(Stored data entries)
·····

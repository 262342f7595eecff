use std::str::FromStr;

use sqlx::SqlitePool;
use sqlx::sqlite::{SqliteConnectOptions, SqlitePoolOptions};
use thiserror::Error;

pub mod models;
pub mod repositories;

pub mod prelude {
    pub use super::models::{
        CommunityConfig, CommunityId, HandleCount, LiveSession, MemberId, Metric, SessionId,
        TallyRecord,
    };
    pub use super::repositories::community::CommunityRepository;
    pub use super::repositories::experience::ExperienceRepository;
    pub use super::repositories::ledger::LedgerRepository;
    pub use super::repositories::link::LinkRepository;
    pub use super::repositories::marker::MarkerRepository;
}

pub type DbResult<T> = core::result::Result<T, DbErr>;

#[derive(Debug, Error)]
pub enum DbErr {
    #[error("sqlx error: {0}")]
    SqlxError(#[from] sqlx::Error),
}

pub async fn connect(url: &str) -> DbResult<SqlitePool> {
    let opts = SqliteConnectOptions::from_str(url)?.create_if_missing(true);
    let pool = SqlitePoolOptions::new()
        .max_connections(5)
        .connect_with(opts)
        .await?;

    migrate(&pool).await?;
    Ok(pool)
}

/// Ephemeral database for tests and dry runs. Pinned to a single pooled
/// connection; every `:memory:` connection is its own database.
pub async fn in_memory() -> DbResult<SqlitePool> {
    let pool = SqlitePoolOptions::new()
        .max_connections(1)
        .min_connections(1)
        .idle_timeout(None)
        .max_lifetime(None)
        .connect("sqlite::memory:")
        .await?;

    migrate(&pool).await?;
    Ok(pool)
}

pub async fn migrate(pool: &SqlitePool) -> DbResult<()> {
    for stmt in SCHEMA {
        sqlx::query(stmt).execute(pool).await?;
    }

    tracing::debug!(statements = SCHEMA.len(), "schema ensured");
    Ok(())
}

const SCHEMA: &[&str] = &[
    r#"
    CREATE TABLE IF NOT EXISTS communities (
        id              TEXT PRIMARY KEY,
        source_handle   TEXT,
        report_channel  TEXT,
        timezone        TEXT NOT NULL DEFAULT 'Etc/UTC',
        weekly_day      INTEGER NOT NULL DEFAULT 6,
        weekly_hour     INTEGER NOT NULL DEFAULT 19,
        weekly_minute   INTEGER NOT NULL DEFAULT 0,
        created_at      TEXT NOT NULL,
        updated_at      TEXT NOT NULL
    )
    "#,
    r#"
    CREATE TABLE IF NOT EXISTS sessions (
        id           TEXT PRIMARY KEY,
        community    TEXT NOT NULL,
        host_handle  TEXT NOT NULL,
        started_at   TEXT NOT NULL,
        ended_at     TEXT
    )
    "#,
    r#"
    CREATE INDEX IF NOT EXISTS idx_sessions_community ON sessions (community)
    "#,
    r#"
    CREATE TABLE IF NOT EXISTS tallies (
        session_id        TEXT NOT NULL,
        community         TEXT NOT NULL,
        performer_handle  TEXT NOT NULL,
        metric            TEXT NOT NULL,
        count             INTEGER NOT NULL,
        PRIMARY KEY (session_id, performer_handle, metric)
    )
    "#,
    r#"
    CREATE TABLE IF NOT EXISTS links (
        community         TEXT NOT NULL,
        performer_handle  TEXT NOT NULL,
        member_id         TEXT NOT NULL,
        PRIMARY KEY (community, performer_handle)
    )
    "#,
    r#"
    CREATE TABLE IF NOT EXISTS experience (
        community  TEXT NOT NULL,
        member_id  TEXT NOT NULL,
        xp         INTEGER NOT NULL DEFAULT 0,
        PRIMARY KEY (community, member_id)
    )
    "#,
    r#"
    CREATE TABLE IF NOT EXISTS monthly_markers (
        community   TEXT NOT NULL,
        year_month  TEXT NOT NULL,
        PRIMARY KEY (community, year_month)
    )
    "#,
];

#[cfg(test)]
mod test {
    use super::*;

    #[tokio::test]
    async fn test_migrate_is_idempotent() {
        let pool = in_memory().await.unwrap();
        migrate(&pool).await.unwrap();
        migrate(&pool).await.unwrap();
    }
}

·····

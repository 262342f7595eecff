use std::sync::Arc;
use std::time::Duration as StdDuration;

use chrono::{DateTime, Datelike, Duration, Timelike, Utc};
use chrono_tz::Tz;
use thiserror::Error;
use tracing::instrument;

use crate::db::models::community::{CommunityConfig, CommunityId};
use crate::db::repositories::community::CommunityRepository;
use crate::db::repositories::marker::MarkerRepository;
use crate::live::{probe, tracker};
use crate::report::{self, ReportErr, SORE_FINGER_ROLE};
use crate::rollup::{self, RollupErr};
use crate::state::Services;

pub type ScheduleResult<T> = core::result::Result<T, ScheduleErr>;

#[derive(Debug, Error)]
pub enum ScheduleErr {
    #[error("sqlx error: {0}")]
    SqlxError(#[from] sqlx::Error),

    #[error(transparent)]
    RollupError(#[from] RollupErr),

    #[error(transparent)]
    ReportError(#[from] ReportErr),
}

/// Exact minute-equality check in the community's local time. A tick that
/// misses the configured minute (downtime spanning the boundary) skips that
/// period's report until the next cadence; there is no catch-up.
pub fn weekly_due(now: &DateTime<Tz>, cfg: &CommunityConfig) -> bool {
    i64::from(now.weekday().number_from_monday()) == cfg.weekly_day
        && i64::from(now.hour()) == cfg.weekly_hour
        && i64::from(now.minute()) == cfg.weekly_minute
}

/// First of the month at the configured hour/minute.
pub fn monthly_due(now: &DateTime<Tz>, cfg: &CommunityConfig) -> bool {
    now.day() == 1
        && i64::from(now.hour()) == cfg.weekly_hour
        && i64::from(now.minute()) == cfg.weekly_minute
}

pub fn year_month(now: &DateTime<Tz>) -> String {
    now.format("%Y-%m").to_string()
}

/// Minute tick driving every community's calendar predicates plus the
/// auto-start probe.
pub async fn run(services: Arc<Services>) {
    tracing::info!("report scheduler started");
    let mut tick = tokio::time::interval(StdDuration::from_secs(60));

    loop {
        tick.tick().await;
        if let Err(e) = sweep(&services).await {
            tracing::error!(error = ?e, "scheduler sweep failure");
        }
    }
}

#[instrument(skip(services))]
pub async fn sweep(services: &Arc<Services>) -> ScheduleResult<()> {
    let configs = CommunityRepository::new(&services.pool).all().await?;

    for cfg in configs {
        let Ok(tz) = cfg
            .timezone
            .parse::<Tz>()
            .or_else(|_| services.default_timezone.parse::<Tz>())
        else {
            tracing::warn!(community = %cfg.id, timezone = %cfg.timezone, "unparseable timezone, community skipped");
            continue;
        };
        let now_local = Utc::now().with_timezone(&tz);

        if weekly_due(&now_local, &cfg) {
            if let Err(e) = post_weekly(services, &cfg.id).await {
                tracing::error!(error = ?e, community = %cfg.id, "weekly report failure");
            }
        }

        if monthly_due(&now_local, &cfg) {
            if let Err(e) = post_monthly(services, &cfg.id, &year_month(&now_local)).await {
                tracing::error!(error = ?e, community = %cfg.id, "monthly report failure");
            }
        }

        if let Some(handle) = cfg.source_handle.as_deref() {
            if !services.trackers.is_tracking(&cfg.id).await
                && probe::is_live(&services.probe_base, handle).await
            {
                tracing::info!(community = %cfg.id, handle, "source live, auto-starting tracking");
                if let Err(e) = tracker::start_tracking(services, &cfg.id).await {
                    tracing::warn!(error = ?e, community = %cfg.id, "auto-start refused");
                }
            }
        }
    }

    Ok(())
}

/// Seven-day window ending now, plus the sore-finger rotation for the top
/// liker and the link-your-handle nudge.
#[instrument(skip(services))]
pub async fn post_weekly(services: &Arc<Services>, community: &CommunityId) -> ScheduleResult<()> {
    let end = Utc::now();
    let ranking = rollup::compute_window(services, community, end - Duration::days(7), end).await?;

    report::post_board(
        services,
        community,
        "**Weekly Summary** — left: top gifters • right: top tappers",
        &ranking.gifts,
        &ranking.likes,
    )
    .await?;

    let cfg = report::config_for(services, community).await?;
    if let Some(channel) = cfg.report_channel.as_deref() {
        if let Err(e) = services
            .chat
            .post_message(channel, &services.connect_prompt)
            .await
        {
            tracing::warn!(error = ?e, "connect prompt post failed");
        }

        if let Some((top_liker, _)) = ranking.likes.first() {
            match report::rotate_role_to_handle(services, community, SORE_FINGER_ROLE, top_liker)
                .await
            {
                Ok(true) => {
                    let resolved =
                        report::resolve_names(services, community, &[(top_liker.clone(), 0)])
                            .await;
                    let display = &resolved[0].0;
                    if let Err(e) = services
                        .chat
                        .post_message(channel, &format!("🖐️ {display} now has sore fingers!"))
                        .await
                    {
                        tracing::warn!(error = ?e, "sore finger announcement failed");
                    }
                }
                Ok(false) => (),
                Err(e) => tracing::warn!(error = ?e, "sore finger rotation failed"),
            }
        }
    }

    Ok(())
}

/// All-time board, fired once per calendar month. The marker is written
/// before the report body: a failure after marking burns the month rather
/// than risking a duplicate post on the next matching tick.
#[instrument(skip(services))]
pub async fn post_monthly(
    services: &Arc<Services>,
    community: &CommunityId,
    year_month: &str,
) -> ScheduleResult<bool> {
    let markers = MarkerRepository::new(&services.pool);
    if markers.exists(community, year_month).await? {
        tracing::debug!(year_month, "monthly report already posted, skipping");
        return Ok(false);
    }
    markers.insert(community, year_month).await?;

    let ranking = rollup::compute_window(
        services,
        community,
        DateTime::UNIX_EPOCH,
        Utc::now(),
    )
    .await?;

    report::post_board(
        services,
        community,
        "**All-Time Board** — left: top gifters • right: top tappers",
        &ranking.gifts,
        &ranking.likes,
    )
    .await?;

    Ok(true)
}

·····

_Exercise_
Check each line of the records for the word "gifters", and show the lines that contain it.

_Output of the task_
        "**Weekly Summary** — left: top gifters • right: top tappers",
        "**All-Time Board** — left: top gifters • right: top tappers",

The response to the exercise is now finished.